AI agent model

Looma uses AI to interpret and govern road signals, not to drive the vehicle.

The agent story is strongest when it is operationally specific: agents read signed alerts, cluster incidents, draft briefs, produce pilot evidence, screen counterparties, and enforce approval boundaries through MCP tools and governance logs.

Signal Triage Agent

Input
Recent signed alerts, GPS envelope, alert category, device identity, expiration window.
Output
Clustered incident candidates, duplicate suppression notes, anomaly flags, and operator priority.

Incident Briefing Agent

Input
Alert cluster, route context, event timeline, nearby feed, and operator notes.
Output
A short incident brief that explains what changed, where it changed, and why the operator should care.

Pilot Evidence Agent

Input
Relay events, uptime, message delivery, coverage zones, customer notes, and demo activity.
Output
Investor and customer reports showing product usage, reliability, quality gaps, and pilot readiness.

Integration Agent

Input
Fleet/OEM requirements, API docs, sample payloads, data contracts, and LunaForge impact reports.
Output
Adapter specs, test payloads, integration checklists, and engineering-risk summaries.

Compliance Agent

Input
Customer entity, vendor entity, procurement contact, region, contract notes, and Amliq screening result.
Output
Counterparty risk summary, case reference, reviewer recommendation, and audit trail link.

Governance Agent

Input
Requested MCP call, user role, customer tenant, approval state, policy, and OpenSyber audit context.
Output
Allow, deny, require approval, redact, or escalate with a durable audit record.

Generative AI boundaries

The model writes explanations, reports, specs, and reviews. It does not create unapproved safety outcomes.

Allowed generative work

  • Summarize many alerts into one operational incident brief.
  • Draft investor-ready pilot reports from telemetry and notes.
  • Explain integration risk in plain language for non-technical buyers.
  • Generate adapter specs and test payloads for fleet or city integrations.
  • Redact sensitive details before evidence leaves a tenant boundary.

Blocked positioning

  • No autonomous braking, steering, dispatching, or routing commands.
  • No uncertified claim that a generated summary is a road-safety decision.
  • No agent writes to customer-facing evidence without approval and audit.
  • No compliance screening outside the approved counterparty workflow.

Permission model

MCP is useful because every capability can be named, scoped, logged, and approved.

Scope
Allowed agent
Control
Read signed alertsTriage, briefing, pilot evidence

No approval for internal demo data; tenant approval for customer exports.
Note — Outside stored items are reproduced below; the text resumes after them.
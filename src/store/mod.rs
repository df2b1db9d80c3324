//! In-memory collaborators
//!
//! - `registry` - Durable location records and their live cache
//! - `ledger` - Trade ledger kept in memory
//! - `permissions` - Static permission gate and auto-exchange opt-outs

pub mod ledger;
pub mod permissions;
pub mod registry;

pub use ledger::MemoryLedger;
pub use permissions::{AutoExchangeOptOut, StaticPermissions};
pub use registry::ShopRegistry;
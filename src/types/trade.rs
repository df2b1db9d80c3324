//! Trade-related types
//!
//! This module defines the values that cross the engine boundary: where a
//! trade came from, how payment is settled, what a caller gets back, and the
//! record handed to the ledger.

use super::error::TradeError;
use super::item::ItemStack;
use super::location::{LocationId, PartyId};
use chrono::{DateTime, Utc};
use serde::{Deserialize, Serialize};
use std::fmt;
use uuid::Uuid;

/// Transaction identifier assigned to every completed exchange
pub type TransactionId = Uuid;

/// Entry point a trade came through
///
/// Carried through to logging and the ledger only; it never changes how the
/// exchange itself behaves.
#[derive(Debug, Clone, Copy, PartialEq, Eq, Hash, Serialize, Deserialize)]
#[serde(rename_all = "snake_case")]
pub enum TradeSource {
    /// Confirmed through the trade dialog
    ConfirmedDialog,

    /// Instant purchase with payment in hand
    InstantPurchase,

    /// Payment placed into the location's container
    DepositTriggered,

    /// Offering taken out of the location's container
    WithdrawalTriggered,

    /// Administrative override
    AdminOverride,
}

impl fmt::Display for TradeSource {
    fn fmt(&self, f: &mut fmt::Formatter<'_>) -> fmt::Result {
        let name = match self {
            TradeSource::ConfirmedDialog => "confirmed_dialog",
            TradeSource::InstantPurchase => "instant_purchase",
            TradeSource::DepositTriggered => "deposit_triggered",
            TradeSource::WithdrawalTriggered => "withdrawal_triggered",
            TradeSource::AdminOverride => "admin_override",
        };
        f.write_str(name)
    }
}

/// Trade session state
///
/// `Completed`, `Failed` and `Cancelled` are terminal.
#[derive(Debug, Clone, Copy, PartialEq, Eq, Hash, Serialize, Deserialize)]
#[serde(rename_all = "snake_case")]
pub enum TradeState {
    /// Session just created
    Initiated,

    /// Waiting for the party to confirm the terms
    AwaitingBuyerConfirm,

    /// Preconditions are being checked
    Validating,

    /// Waiting for the final confirmation
    AwaitingFinalConfirm,

    /// The exchange is running; cannot be cancelled
    Processing,

    Completed,
    Failed,
    Cancelled,
}

impl TradeState {
    /// Whether no further transition is permitted
    pub fn is_terminal(self) -> bool {
        matches!(
            self,
            TradeState::Completed | TradeState::Failed | TradeState::Cancelled
        )
    }
}

impl fmt::Display for TradeState {
    fn fmt(&self, f: &mut fmt::Formatter<'_>) -> fmt::Result {
        let name = match self {
            TradeState::Initiated => "initiated",
            TradeState::AwaitingBuyerConfirm => "awaiting buyer confirmation",
            TradeState::Validating => "validating",
            TradeState::AwaitingFinalConfirm => "awaiting final confirmation",
            TradeState::Processing => "processing",
            TradeState::Completed => "completed",
            TradeState::Failed => "failed",
            TradeState::Cancelled => "cancelled",
        };
        f.write_str(name)
    }
}

/// How the payment side of a trade is settled
#[derive(Debug, Clone, PartialEq, Eq, Serialize, Deserialize)]
pub enum Payment {
    /// Taken from the party's inventory and deposited into the container
    Collect { item: ItemStack, quantity: u32 },

    /// Already sitting in the container; recorded but not moved
    Prepaid { item: ItemStack, quantity: u32 },

    /// No payment at all
    Bypassed,
}

impl Payment {
    /// Payment item, if any
    pub fn item(&self) -> Option<&ItemStack> {
        match self {
            Payment::Collect { item, .. } | Payment::Prepaid { item, .. } => Some(item),
            Payment::Bypassed => None,
        }
    }

    /// Payment quantity; zero when bypassed
    pub fn quantity(&self) -> u32 {
        match self {
            Payment::Collect { quantity, .. } | Payment::Prepaid { quantity, .. } => *quantity,
            Payment::Bypassed => 0,
        }
    }

    /// The item and quantity to move out of the party's inventory, if any
    pub fn collectable(&self) -> Option<(&ItemStack, u32)> {
        match self {
            Payment::Collect { item, quantity } if *quantity > 0 => Some((item, *quantity)),
            _ => None,
        }
    }
}

/// Which halves of the exchange the engine performs
#[derive(Debug, Clone, Copy, PartialEq, Eq, Default, Serialize, Deserialize)]
pub enum Settlement {
    /// Take stock from the container and deliver it to the party
    #[default]
    Full,

    /// The offering already left the container; settle payment only
    PaymentOnly,
}

/// Successful outcome of a trade
#[derive(Debug, Clone, PartialEq, Eq)]
pub struct TradeReceipt {
    pub transaction_id: TransactionId,
    pub source: TradeSource,

    /// Items placed into the party's inventory
    pub delivered: u32,

    /// Items that did not fit and were dropped at the party's position
    pub dropped: u32,
}

/// Result of every trade entry point
pub type TradeResult = Result<TradeReceipt, TradeError>;

/// Lifecycle status stored with a trade record
#[derive(Debug, Clone, Copy, PartialEq, Eq, Serialize, Deserialize)]
#[serde(rename_all = "lowercase")]
pub enum TradeStatus {
    Completed,
    Failed,
}

/// Record of a completed trade, handed to the ledger
#[derive(Debug, Clone, PartialEq, Serialize, Deserialize)]
pub struct TradeRecord {
    pub transaction_id: TransactionId,
    pub location_id: LocationId,
    pub buyer: PartyId,
    pub seller: PartyId,

    /// Kind of the offered item
    pub item: Option<String>,

    /// Offered quantity
    pub quantity: u32,

    /// Kind of the payment item
    pub currency: Option<String>,

    /// Payment quantity
    pub price_paid: u32,

    pub source: TradeSource,
    pub status: TradeStatus,
    pub completed_at: DateTime<Utc>,
}

/// A trade attempt that was rejected or rolled back
#[derive(Debug, Clone, PartialEq, Serialize, Deserialize)]
pub struct FailedTrade {
    pub party: PartyId,
    pub location_id: LocationId,
    pub reason: String,
    pub source: TradeSource,
    pub failed_at: DateTime<Utc>,
}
Submit alertVehicle adapter and controlled demo tools

Signature required. Agent-generated safety alerts require human review before external use.

Generate incident briefBriefing and pilot agents

No approval for draft. Approval required before customer-facing report export.

Screen counterpartyCompliance agent

Approval required because the output can affect commercial decisions.

Change production relay logicEngineering agent only as reviewer, not deployer

Requires tests, LunaForge impact evidence, maintainer review, and deployment approval.